COURTESY SUZANNE HILBERRY GALLERY
COURTESY SUZANNE HILBERRY GALLERY
In an email announcement today, Susanne Hilberry Gallery, located in Ferndale, Michigan, a suburb of Detroit, announced that, after 40 years in business, it will be closing its doors. It said, “We are grateful beyond measure for Susanne’s vision and diligence, and extend our sincere gratitude to the many supporters and collaborators.” The email also thanked the many artists who had worked with the gallery over the years, an art world who’s who of blue-chip artists, under-recognized artists, and emerging artists.
After the gallery’s eponymous founder died in 2015, its director told ARTnews in 2016, “We’re still trying to figure out how to make this work, and where we should be. I think it’s always been hard, but it’s gotten harder, definitely.”
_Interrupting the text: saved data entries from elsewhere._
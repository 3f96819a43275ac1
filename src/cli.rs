//! Command-line arguments for the headless renderer.

use std::path::PathBuf;

use clap::Parser;

/// Parsed `fretcad` arguments
#[derive(Parser, Debug, Clone, Default, PartialEq, Eq)]
#[command(
    name = "fretcad",
    version,
    about = "Render a snapshot of the FretCAD top view"
)]
pub struct CliArgs {
    /// Config file; the platform default when absent
    #[arg(short, long, env = "FRETCAD_CONFIG")]
    pub config: Option<PathBuf>,

    /// Snapshot file (.svg or .png); `ui.snapshot_path` from the config when absent
    #[arg(short, long)]
    pub out: Option<PathBuf>,
}
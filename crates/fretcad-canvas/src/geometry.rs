//! Basic 2D geometry shared by the transform, renderers and surfaces.
//!
//! All values are `f64`. Whether a value is in screen pixels or logical
//! design pixels is decided by the caller.

use serde::{Deserialize, Serialize};
use std::fmt;

/// A 2D point (or offset).
#[derive(Debug, Clone, Copy, PartialEq, Default, Serialize, Deserialize)]
pub struct Point {
    pub x: f64,
    pub y: f64,
}

impl Point {
    pub const ORIGIN: Point = Point { x: 0.0, y: 0.0 };

    pub const fn new(x: f64, y: f64) -> Self {
        Self { x, y }
    }

    pub fn is_finite(&self) -> bool {
        self.x.is_finite() && self.y.is_finite()
    }

    pub fn offset(&self, dx: f64, dy: f64) -> Self {
        Self::new(self.x + dx, self.y + dy)
    }

    /// Euclidean distance to another point.
    pub fn distance_to(&self, other: &Point) -> f64 {
        (self.x - other.x).hypot(self.y - other.y)
    }
}

impl fmt::Display for Point {
    fn fmt(&self, f: &mut fmt::Formatter<'_>) -> fmt::Result {
        write!(f, "({:.1}, {:.1})", self.x, self.y)
    }
}

/// Pixel dimensions of a rendering surface.
#[derive(Debug, Clone, Copy, PartialEq, Default, Serialize, Deserialize)]
pub struct Size {
    pub width: f64,
    pub height: f64,
}

impl Size {
    pub const ZERO: Size = Size {
        width: 0.0,
        height: 0.0,
    };

    pub const fn new(width: f64, height: f64) -> Self {
        Self { width, height }
    }

    /// True when nothing can be drawn: a zero, negative or non-finite side.
    pub fn is_empty(&self) -> bool {
        !(self.width.is_finite() && self.height.is_finite())
            || self.width <= 0.0
            || self.height <= 0.0
    }

    /// Finite and non-negative. Zero is allowed (a collapsed pane).
    pub fn is_valid(&self) -> bool {
        self.width.is_finite() && self.height.is_finite() && self.width >= 0.0 && self.height >= 0.0
    }
}

impl fmt::Display for Size {
    fn fmt(&self, f: &mut fmt::Formatter<'_>) -> fmt::Result {
        write!(f, "{:.0}x{:.0}", self.width, self.height)
    }
}

/// Axis-aligned rectangle given by its top-left corner and size.
#[derive(Debug, Clone, Copy, PartialEq, Default, Serialize, Deserialize)]
pub struct Rect {
    pub x: f64,
    pub y: f64,
    pub width: f64,
    pub height: f64,
}

impl Rect {
    pub const fn new(x: f64, y: f64, width: f64, height: f64) -> Self {
        Self {
            x,
            y,
            width,
            height,
        }
    }

    /// Rectangle spanning two corners in any order.
    pub fn from_corners(a: Point, b: Point) -> Self {
        let x = a.x.min(b.x);
        let y = a.y.min(b.y);
        Self::new(x, y, (a.x - b.x).abs(), (a.y - b.y).abs())
    }

    pub fn left(&self) -> f64 {
        self.x
    }

    pub fn top(&self) -> f64 {
        self.y
    }

    pub fn right(&self) -> f64 {
        self.x + self.width
    }

    pub fn bottom(&self) -> f64 {
        self.y + self.height
    }

    pub fn center(&self) -> Point {
        Point::new(self.x + self.width / 2.0, self.y + self.height / 2.0)
    }

    pub fn contains(&self, p: Point) -> bool {
        p.x >= self.left() && p.x <= self.right() && p.y >= self.top() && p.y <= self.bottom()
    }
}
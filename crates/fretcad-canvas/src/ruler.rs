//! Horizontal and vertical rulers with inch labels.
//!
//! The tick interval steps by powers of two against zoom, mirroring the grid
//! so that every major grid line falls on a labelled tick. Ticks start at a
//! multiple of the interval. The vertical ruler labels `-y`, so values grow
//! upwards on screen.

use std::f64::consts::FRAC_PI_2;

use crate::color::Color;
use crate::draw::{DrawCommand, DrawList, TextAlign, TextBaseline};
use crate::geometry::{Point, Rect, Size};
use crate::grid::INCH_TO_PIXEL;

/// Minor ticks between two major ticks (plus one).
pub const MINOR_TICK_COUNT: i32 = 4;

const LABEL_FONT_SIZE: f64 = 10.0;
const LABEL_TOP_OFFSET: f64 = 2.0;
const MAX_TICKS: f64 = 5_000.0;
/// Largest tick index whose neighbours are still distinct `f64` values.
const MAX_TICK_INDEX: f64 = 9_007_199_254_740_992.0;

/// Major tick interval in inches for a zoom factor: `2^floor(-log2(zoom))`.
pub fn adaptive_ruler_interval(zoom: f64) -> f64 {
    if !(zoom.is_finite() && zoom > 0.0) {
        return 1.0;
    }
    2f64.powf((-zoom.log2()).floor())
}

/// Label text for a tick at `inches`.
///
/// Two decimals below one-inch spacing, whole numbers otherwise. Negative
/// zero prints as zero.
pub fn format_label(inches: f64, interval: f64) -> String {
    let value = if inches == 0.0 { 0.0 } else { inches };
    let decimals = if interval < 1.0 { 2 } else { 0 };
    let text = format!("{:.*}", decimals, value);
    // Values that round to zero from below
    if text.trim_start_matches('-').chars().all(|c| c == '0' || c == '.') {
        text.trim_start_matches('-').to_string()
    } else {
        text
    }
}

#[derive(Debug, Clone, Copy, PartialEq, Eq)]
enum Orientation {
    Horizontal,
    Vertical,
}

/// Draws both ruler bars, their ticks and labels, and the corner unit label
pub struct RulerRenderer;

impl RulerRenderer {
    /// `thickness` is the ruler bar size; it is also the drawing inset.
    pub fn render(pan: Point, zoom: f64, size: Size, thickness: f64, out: &mut DrawList) {
        if thickness <= 0.0 {
            return;
        }
        out.push(DrawCommand::FillRect {
            rect: Rect::new(0.0, 0.0, size.width, thickness),
            color: Color::RULER_BACKGROUND,
        });
        out.push(DrawCommand::FillRect {
            rect: Rect::new(0.0, 0.0, thickness, size.height),
            color: Color::RULER_BACKGROUND,
        });

        let interval = adaptive_ruler_interval(zoom);
        Self::marks(
            Orientation::Horizontal,
            pan.x,
            zoom,
            interval,
            thickness,
            size.width,
            out,
        );
        Self::marks(
            Orientation::Vertical,
            pan.y,
            zoom,
            interval,
            thickness,
            size.height,
            out,
        );

        let corner = Point::new(thickness, thickness);
        out.push(DrawCommand::line(
            corner,
            Point::new(size.width, thickness),
            Color::RULER_BORDER,
            1.0,
        ));
        out.push(DrawCommand::line(
            corner,
            Point::new(thickness, size.height),
            Color::RULER_BORDER,
            1.0,
        ));

        out.push(DrawCommand::Text {
            text: "in".to_string(),
            position: Point::new(thickness / 2.0, thickness / 2.0),
            color: Color::RULER_TEXT,
            font_size: LABEL_FONT_SIZE,
            bold: true,
            align: TextAlign::Center,
            baseline: TextBaseline::Middle,
            rotation: 0.0,
        });
    }

    fn marks(
        orientation: Orientation,
        pan: f64,
        zoom: f64,
        interval: f64,
        start: f64,
        end: f64,
        out: &mut DrawList,
    ) {
        let scale = INCH_TO_PIXEL * zoom;
        let to_pixel = |inches: f64| inches * scale + pan + start;

        // Logical inches at the first and last ruler pixel
        let first = (-pan / scale / interval).floor();
        let last = ((end - pan - start) / scale / interval).ceil();
        if !(first.is_finite() && last.is_finite())
            || first.abs() > MAX_TICK_INDEX
            || last.abs() > MAX_TICK_INDEX
            || last - first > MAX_TICKS
        {
            tracing::warn!(
                "Ruler skipped: ticks {}..{} at zoom {:.3}",
                first,
                last,
                zoom
            );
            return;
        }

        let minor_step = interval / MINOR_TICK_COUNT as f64;
        for n in first as i64..=last as i64 {
            let inches = n as f64 * interval;
            let pixel = to_pixel(inches);

            if pixel >= start && pixel <= end {
                Self::tick(orientation, pixel, start, start * 3.0 / 4.0, out);

                let label = match orientation {
                    Orientation::Horizontal => format_label(inches, interval),
                    Orientation::Vertical => format_label(-inches, interval),
                };
                let text = match orientation {
                    Orientation::Horizontal => DrawCommand::Text {
                        text: label,
                        position: Point::new(pixel, LABEL_TOP_OFFSET),
                        color: Color::RULER_TEXT,
                        font_size: LABEL_FONT_SIZE,
                        bold: false,
                        align: TextAlign::Center,
                        baseline: TextBaseline::Top,
                        rotation: 0.0,
                    },
                    Orientation::Vertical => DrawCommand::Text {
                        text: label,
                        position: Point::new(start / 2.0, pixel),
                        color: Color::RULER_TEXT,
                        font_size: LABEL_FONT_SIZE,
                        bold: false,
                        align: TextAlign::Center,
                        baseline: TextBaseline::Middle,
                        rotation: -FRAC_PI_2,
                    },
                };
                out.push(text);
            }

            for j in 1..MINOR_TICK_COUNT {
                let minor = to_pixel(inches + j as f64 * minor_step);
                if minor >= start && minor <= end {
                    // Middle tick is longer
                    let tip = if j == MINOR_TICK_COUNT / 2 {
                        start * 13.0 / 16.0
                    } else {
                        start * 7.0 / 8.0
                    };
                    Self::tick(orientation, minor, start, tip, out);
                }
            }
        }
    }

    fn tick(orientation: Orientation, pixel: f64, base: f64, tip: f64, out: &mut DrawList) {
        let (from, to) = match orientation {
            Orientation::Horizontal => (Point::new(pixel, base), Point::new(pixel, tip)),
            Orientation::Vertical => (Point::new(base, pixel), Point::new(tip, pixel)),
        };
        out.push(DrawCommand::line(from, to, Color::RULER_TEXT, 1.0));
    }
}
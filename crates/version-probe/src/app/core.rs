use anyhow::Result;

use crate::app::services::ApplicationServices;
use crate::app::tasks::Tasks;
use crate::config::DaemonArgs;

/// Application core structure with explicit dependencies
pub struct Application {
    services: ApplicationServices,
    daemon_args: DaemonArgs,
}

impl Application {
    pub fn new(services: ApplicationServices, daemon_args: DaemonArgs) -> Self {
        Self {
            services,
            daemon_args,
        }
    }

    pub fn services(&self) -> &ApplicationServices {
        &self.services
    }

    pub fn daemon_args(&self) -> &DaemonArgs {
        &self.daemon_args
    }

    /// Run application, start all tasks and wait for completion
    pub async fn run(&self) -> Result<()> {
        tracing::info!("Starting all application tasks...");

        let mut tasks = Tasks::new();
        tasks.spawn_all_tasks(self);

        if let Err(e) = tasks.wait_for_completion().await {
            tracing::error!("Error during task execution: {e}");
            return Err(e);
        }

        tracing::info!("Application run completed");
        Ok(())
    }

    /// Gracefully shutdown application
    pub async fn shutdown(&self) -> Result<()> {
        tracing::info!("Shutting down application...");

        // Runs after the metrics server has stopped.
        tracing::info!(
            series = self.services.sink.snapshot().len(),
            "Application shutdown completed"
        );
        Ok(())
    }
}
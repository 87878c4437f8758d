//! Prometheus exposition of probe results.

use core::error::Error;

use error_stack::Report;
use error_stack::ResultExt;
use prometheus::Registry;
use prometheus::TextEncoder;

pub mod server;
pub mod sink;

pub use server::MetricsServer;
pub use sink::VersionInfoSink;
pub use sink::VersionSnapshot;

/// Metrics errors
#[derive(Debug, derive_more::Display)]
pub enum MetricsError {
    #[display("Failed to register metric {metric}")]
    Registration { metric: String },
    #[display("Failed to encode metrics")]
    Encode,
    #[display("Metrics server error: {message}")]
    ServerError { message: String },
}

impl Error for MetricsError {}

/// Registry exposing the version gauge.
pub fn build_registry(sink: &VersionInfoSink) -> Result<Registry, Report<MetricsError>> {
    let registry = Registry::new();
    registry
        .register(Box::new(sink.clone()))
        .change_context(MetricsError::Registration {
            metric: sink::METRIC_NAME.to_string(),
        })?;
    Ok(registry)
}

/// Prometheus text exposition of everything in `registry`.
pub fn encode_text(registry: &Registry) -> Result<String, Report<MetricsError>> {
    TextEncoder::new()
        .encode_to_string(&registry.gather())
        .change_context(MetricsError::Encode)
}
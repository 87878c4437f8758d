//! In-memory cluster for exercising the reconciliation cycle.

use std::collections::HashSet;
use std::sync::Mutex;

use async_trait::async_trait;
use error_stack::Report;

use super::traits::ContainerResolver;
use super::traits::PodResolver;
use super::traits::RemoteExecutor;
use super::types::PodRef;
use crate::k8s::ClusterError;

/// What a fake pod does when a command is run in it.
#[derive(Debug, Clone, Copy)]
pub(crate) enum FakeExec {
    Output(&'static str),
    Fail,
    Hang,
    Panic,
}

#[derive(Debug, Clone)]
struct FakePod {
    name: String,
    containers: Vec<String>,
    exec: FakeExec,
}

#[derive(Default)]
pub(crate) struct FakeCluster {
    pods: Mutex<Vec<FakePod>>,
    failing_lists: Mutex<HashSet<String>>,
    failing_reads: Mutex<HashSet<String>>,
    exec_calls: Mutex<Vec<(String, String, String)>>,
}

impl FakeCluster {
    pub(crate) fn new() -> Self {
        Self::default()
    }

    pub(crate) fn with_pod(self, name: &str, containers: &[&str], exec: FakeExec) -> Self {
        self.add_pod(name, containers, exec);
        self
    }

    /// Listing pods fails whenever `component` is looked up.
    pub(crate) fn failing_list(self, component: &str) -> Self {
        self.failing_lists
            .lock()
            .expect("poisoned")
            .insert(component.to_string());
        self
    }

    /// Reading the spec of `pod_name` fails.
    pub(crate) fn failing_read(self, pod_name: &str) -> Self {
        self.failing_reads
            .lock()
            .expect("poisoned")
            .insert(pod_name.to_string());
        self
    }

    pub(crate) fn add_pod(&self, name: &str, containers: &[&str], exec: FakeExec) {
        self.pods.lock().expect("poisoned").push(FakePod {
            name: name.to_string(),
            containers: containers.iter().map(|c| c.to_string()).collect(),
            exec,
        });
    }

    pub(crate) fn remove_pod(&self, name: &str) {
        self.pods.lock().expect("poisoned").retain(|pod| pod.name != name);
    }

    /// `(pod, container, command)` for every exec issued so far.
    pub(crate) fn exec_calls(&self) -> Vec<(String, String, String)> {
        self.exec_calls.lock().expect("poisoned").clone()
    }

    fn pod(&self, name: &str) -> Option<FakePod> {
        self.pods
            .lock()
            .expect("poisoned")
            .iter()
            .find(|pod| pod.name == name)
            .cloned()
    }
}

#[async_trait]
impl PodResolver for FakeCluster {
    async fn resolve_pod(
        &self,
        namespace: &str,
        component: &str,
    ) -> Result<Option<PodRef>, Report<ClusterError>> {
        if self.failing_lists.lock().expect("poisoned").contains(component) {
            return Err(Report::new(ClusterError::ListPodsFailed {
                namespace: namespace.to_string(),
            }));
        }

        let names: Vec<String> = self
            .pods
            .lock()
            .expect("poisoned")
            .iter()
            .map(|pod| pod.name.clone())
            .collect();

        Ok(
            crate::k8s::cluster::first_matching(names.iter().map(String::as_str), component)
                .map(|name| PodRef {
                    name: name.to_string(),
                    namespace: namespace.to_string(),
                }),
        )
    }
}

#[async_trait]
impl ContainerResolver for FakeCluster {
    async fn resolve_container(
        &self,
        pod: &PodRef,
    ) -> Result<Option<String>, Report<ClusterError>> {
        if self.failing_reads.lock().expect("poisoned").contains(&pod.name) {
            return Err(Report::new(ClusterError::ReadPodFailed {
                pod_name: pod.name.clone(),
                namespace: pod.namespace.clone(),
            }));
        }

        Ok(self
            .pod(&pod.name)
            .and_then(|fake| fake.containers.first().cloned()))
    }
}

#[async_trait]
impl RemoteExecutor for FakeCluster {
    async fn exec(
        &self,
        pod: &PodRef,
        container: &str,
        command: &str,
    ) -> Result<String, Report<ClusterError>> {
        self.exec_calls.lock().expect("poisoned").push((
            pod.name.clone(),
            container.to_string(),
            command.to_string(),
        ));

        let exec = self.pod(&pod.name).map(|fake| fake.exec);
        match exec {
            Some(FakeExec::Output(output)) => Ok(output.to_string()),
            Some(FakeExec::Hang) => std::future::pending().await,
            Some(FakeExec::Panic) => panic!("exec blew up in {}", pod.name),
            Some(FakeExec::Fail) | None => Err(Report::new(ClusterError::ExecFailed {
                pod_name: pod.name.clone(),
                container: container.to_string(),
                message: "container not running".to_string(),
            })),
        }
    }
}
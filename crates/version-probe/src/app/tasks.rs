use std::time::Duration;

use anyhow::Result;
use tokio::task::JoinHandle;
use tokio_util::sync::CancellationToken;

use crate::app::core::Application;
use crate::metrics::MetricsServer;

const SHUTDOWN_TIMEOUT: Duration = Duration::from_secs(30);

/// Task manager, responsible for starting and managing all background tasks
pub struct Tasks {
    pub tasks: Vec<JoinHandle<()>>,
    cancellation_token: CancellationToken,
}

impl Default for Tasks {
    fn default() -> Self {
        Self::new()
    }
}

impl Tasks {
    pub fn new() -> Self {
        Self {
            tasks: Vec::new(),
            cancellation_token: CancellationToken::new(),
        }
    }

    /// Start all background tasks
    pub fn spawn_all_tasks(&mut self, app: &Application) {
        let metrics_server_task = self.spawn_metrics_server_task(app);
        self.tasks.push(metrics_server_task);

        let probe_task = self.spawn_probe_task(app);
        self.tasks.push(probe_task);
    }

    /// Wait for a shutdown signal or for any task to stop on its own.
    ///
    /// Both tasks are meant to run until cancelled, so a task finishing first
    /// is reported as an error after the others have been stopped.
    pub async fn wait_for_completion(&mut self) -> Result<()> {
        let signal_handler = {
            #[cfg(unix)]
            {
                use tokio::signal::unix::{signal, SignalKind};
                let mut sigterm = signal(SignalKind::terminate())?;
                let mut sigint = signal(SignalKind::interrupt())?;

                tokio::spawn(async move {
                    tokio::select! {
                        _ = sigterm.recv() => {
                            tracing::info!("Received SIGTERM, initiating graceful shutdown");
                        }
                        _ = sigint.recv() => {
                            tracing::info!("Received SIGINT, initiating graceful shutdown");
                        }
                    }
                })
            }
            #[cfg(not(unix))]
            {
                tokio::spawn(async {
                    if let Err(e) = tokio::signal::ctrl_c().await {
                        tracing::error!("Failed to listen for Ctrl+C: {e}");
                        return;
                    }
                    tracing::info!("Received Ctrl+C, initiating graceful shutdown");
                })
            }
        };

        if self.tasks.is_empty() {
            anyhow::bail!("No background task to wait for");
        }

        tokio::select! {
            _ = signal_handler => {
                tracing::info!("Shutdown signal received, cancelling all tasks");
                self.cancellation_token.cancel();
                self.wait_for_tasks_with_timeout(SHUTDOWN_TIMEOUT).await;
                Ok(())
            }
            result = futures::future::select_all(&mut self.tasks) => {
                let (result, index, _remaining) = result;
                self.tasks.remove(index);
                self.cancellation_token.cancel();
                self.wait_for_tasks_with_timeout(SHUTDOWN_TIMEOUT).await;

                if let Err(e) = result {
                    tracing::error!("Task completed with error: {e}");
                    return Err(e.into());
                }
                tracing::warn!("Task completed unexpectedly");
                Err(anyhow::anyhow!("Background task exited unexpectedly"))
            }
        }
    }

    async fn wait_for_tasks_with_timeout(&mut self, timeout: Duration) {
        tokio::time::timeout(timeout, async {
            for task in &mut self.tasks {
                if let Err(e) = task.await {
                    tracing::error!("Task failed during shutdown: {e}");
                }
            }
        })
        .await
        .unwrap_or_else(|_| {
            tracing::warn!("Task shutdown timed out after {:?}", timeout);
        });
    }

    fn spawn_metrics_server_task(&self, app: &Application) -> JoinHandle<()> {
        let listen_addr = app.daemon_args().listen_addr();
        let registry = app.services().registry.clone();
        let token = self.cancellation_token.clone();

        tokio::spawn(async move {
            let server = MetricsServer::new(registry, listen_addr);
            if let Err(e) = server.run(token).await {
                tracing::error!("Metrics server failed: {e:?}");
            } else {
                tracing::info!("Metrics server completed");
            }
        })
    }

    fn spawn_probe_task(&self, app: &Application) -> JoinHandle<()> {
        let reconciler = app.services().reconciler.clone();
        let interval = app.daemon_args().interval();
        let token = self.cancellation_token.clone();

        tokio::spawn(async move {
            tracing::info!(
                interval_secs = interval.as_secs(),
                "Starting version probe task"
            );
            reconciler.run(interval, token).await;
            tracing::info!("Version probe task completed");
        })
    }
}
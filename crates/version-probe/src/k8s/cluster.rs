use async_trait::async_trait;
use error_stack::Report;
use error_stack::ResultExt;
use k8s_openapi::api::core::v1::Pod;
use kube::api::AttachParams;
use kube::api::ListParams;
use kube::Api;
use kube::Client;
use tokio::io::AsyncRead;
use tokio::io::AsyncReadExt;

use crate::k8s::ClusterError;
use crate::probe::ContainerResolver;
use crate::probe::PodRef;
use crate::probe::PodResolver;
use crate::probe::RemoteExecutor;

/// Per-stream cap on captured exec output; the rest is read and discarded.
pub(crate) const MAX_OUTPUT_BYTES: u64 = 64 * 1024;

/// Cluster adapter backed by the Kubernetes API.
///
/// The wrapped [`Client`] is a cheap handle; every call builds its own
/// namespaced [`Api`] from a clone of it.
#[derive(Clone)]
pub struct KubeCluster {
    client: Client,
}

impl KubeCluster {
    pub fn new(client: Client) -> Self {
        Self { client }
    }

    fn pods(&self, namespace: &str) -> Api<Pod> {
        Api::namespaced(self.client.clone(), namespace)
    }
}

/// First name in `names` that starts with `component`.
pub(crate) fn first_matching<'a, I>(names: I, component: &str) -> Option<&'a str>
where
    I: IntoIterator<Item = &'a str>,
{
    names.into_iter().find(|name| name.starts_with(component))
}

/// Primary container of a pod: the first one declared in its spec.
pub(crate) fn primary_container(pod: &Pod) -> Option<String> {
    pod.spec
        .as_ref()
        .and_then(|spec| spec.containers.first())
        .map(|container| container.name.clone())
}

async fn read_all<R>(reader: Option<R>) -> std::io::Result<String>
where
    R: AsyncRead + Unpin,
{
    let Some(mut reader) = reader else {
        return Ok(String::new());
    };
    let mut buf = Vec::new();
    (&mut reader).take(MAX_OUTPUT_BYTES).read_to_end(&mut buf).await?;

    let discarded = tokio::io::copy(&mut reader, &mut tokio::io::sink()).await?;
    if discarded > 0 {
        tracing::debug!(discarded, "Exec output exceeded {MAX_OUTPUT_BYTES} bytes, truncated");
    }

    Ok(String::from_utf8_lossy(&buf).into_owned())
}

#[async_trait]
impl PodResolver for KubeCluster {
    #[tracing::instrument(skip(self))]
    async fn resolve_pod(
        &self,
        namespace: &str,
        component: &str,
    ) -> Result<Option<PodRef>, Report<ClusterError>> {
        let pods = self
            .pods(namespace)
            .list(&ListParams::default())
            .await
            .change_context(ClusterError::ListPodsFailed {
                namespace: namespace.to_string(),
            })?;

        let name = first_matching(
            pods.items
                .iter()
                .filter_map(|pod| pod.metadata.name.as_deref()),
            component,
        );

        Ok(name.map(|name| PodRef {
            name: name.to_string(),
            namespace: namespace.to_string(),
        }))
    }
}

#[async_trait]
impl ContainerResolver for KubeCluster {
    #[tracing::instrument(skip(self), fields(pod_name = %pod.name))]
    async fn resolve_container(
        &self,
        pod: &PodRef,
    ) -> Result<Option<String>, Report<ClusterError>> {
        let spec = self
            .pods(&pod.namespace)
            .get(&pod.name)
            .await
            .change_context(ClusterError::ReadPodFailed {
                pod_name: pod.name.clone(),
                namespace: pod.namespace.clone(),
            })?;

        Ok(primary_container(&spec))
    }
}

#[async_trait]
impl RemoteExecutor for KubeCluster {
    #[tracing::instrument(skip(self, command), fields(pod_name = %pod.name))]
    async fn exec(
        &self,
        pod: &PodRef,
        container: &str,
        command: &str,
    ) -> Result<String, Report<ClusterError>> {
        let exec_error = |message: &str| ClusterError::ExecFailed {
            pod_name: pod.name.clone(),
            container: container.to_string(),
            message: message.to_string(),
        };

        let params = AttachParams::default()
            .container(container)
            .stdin(false)
            .stdout(true)
            .stderr(true);

        let mut attached = self
            .pods(&pod.namespace)
            .exec(&pod.name, vec!["sh", "-c", command], &params)
            .await
            .change_context_lazy(|| exec_error("failed to open exec channel"))?;

        let stdout = attached.stdout();
        let stderr = attached.stderr();
        let (stdout, stderr) = tokio::join!(read_all(stdout), read_all(stderr));
        let stdout = stdout.change_context_lazy(|| exec_error("failed to read stdout"))?;
        let stderr = stderr.change_context_lazy(|| exec_error("failed to read stderr"))?;

        attached
            .join()
            .await
            .change_context_lazy(|| exec_error("exec channel terminated abnormally"))?;

        tracing::debug!(
            stdout_len = stdout.len(),
            stderr_len = stderr.len(),
            "Exec finished"
        );

        Ok(stdout + &stderr)
    }
}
Hilberry established her gallery in 1976 in Birmingham, another one of Detroit’s suburbs, on the urging of Sam Wagstaff, the storied curator, photography collector, and lover of Robert Mapplethorpe who was then the curator of contemporary art at the Detroit Institute of Arts, where Hilberry had worked as his assistant. “It seemed as if an enormous amount of really interesting work was being kept out of Detroit,” she recounted in a 2010 interview. “I wanted to show work I really believed in, work that might have been shown in New York, but wasn’t being shown here.” She would go on to become one of the region’s most important art dealers.
The gallery could not be immediately reached for comment.